Dataset entries
--------
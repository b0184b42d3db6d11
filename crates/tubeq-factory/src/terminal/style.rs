use dialoguer::console::Style;
use tubeq_core::Tone;

pub const BANNER: &str = r"
__  ________      ____  __
\ \/ /_  __/     / __ \/ /
 \  / / /______ / / / / /
 / / / /_____// /_/ / /___
/_/ /_/      /_____/_____/
";

pub const DONE_BANNER: &str = r"
    ____  ____  _   ________
   / __ \/ __ \/ | / / ____/
  / / / / / / /  |/ / __/
 / /_/ / /_/ / /|  / /___
/_____/\____/_/ |_/_____/
";

pub fn style_for(tone: Tone) -> Style {
    match tone {
        Tone::Banner => Style::new().green().bright().bold(),
        Tone::Heading => Style::new().magenta().bright(),
        Tone::Info => Style::new().blue().bright(),
        Tone::Item => Style::new().cyan().bright(),
        Tone::Success => Style::new().green().bright(),
        Tone::Warning => Style::new().yellow().bright(),
        Tone::Error => Style::new().red().bright(),
    }
}

#[cfg(test)]
mod tests {
    use super::*;

    #[test]
    fn styling_keeps_the_text() {
        let styled = style_for(Tone::Warning)
            .force_styling(false)
            .apply_to("careful")
            .to_string();
        assert_eq!(styled, "careful");
    }
}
--------
* **Instructions for the task**
Those lines of the records that contain the string "const" should be identified and copied.

* **Task answer**
pub const BANNER: &str = r"
pub const DONE_BANNER: &str = r"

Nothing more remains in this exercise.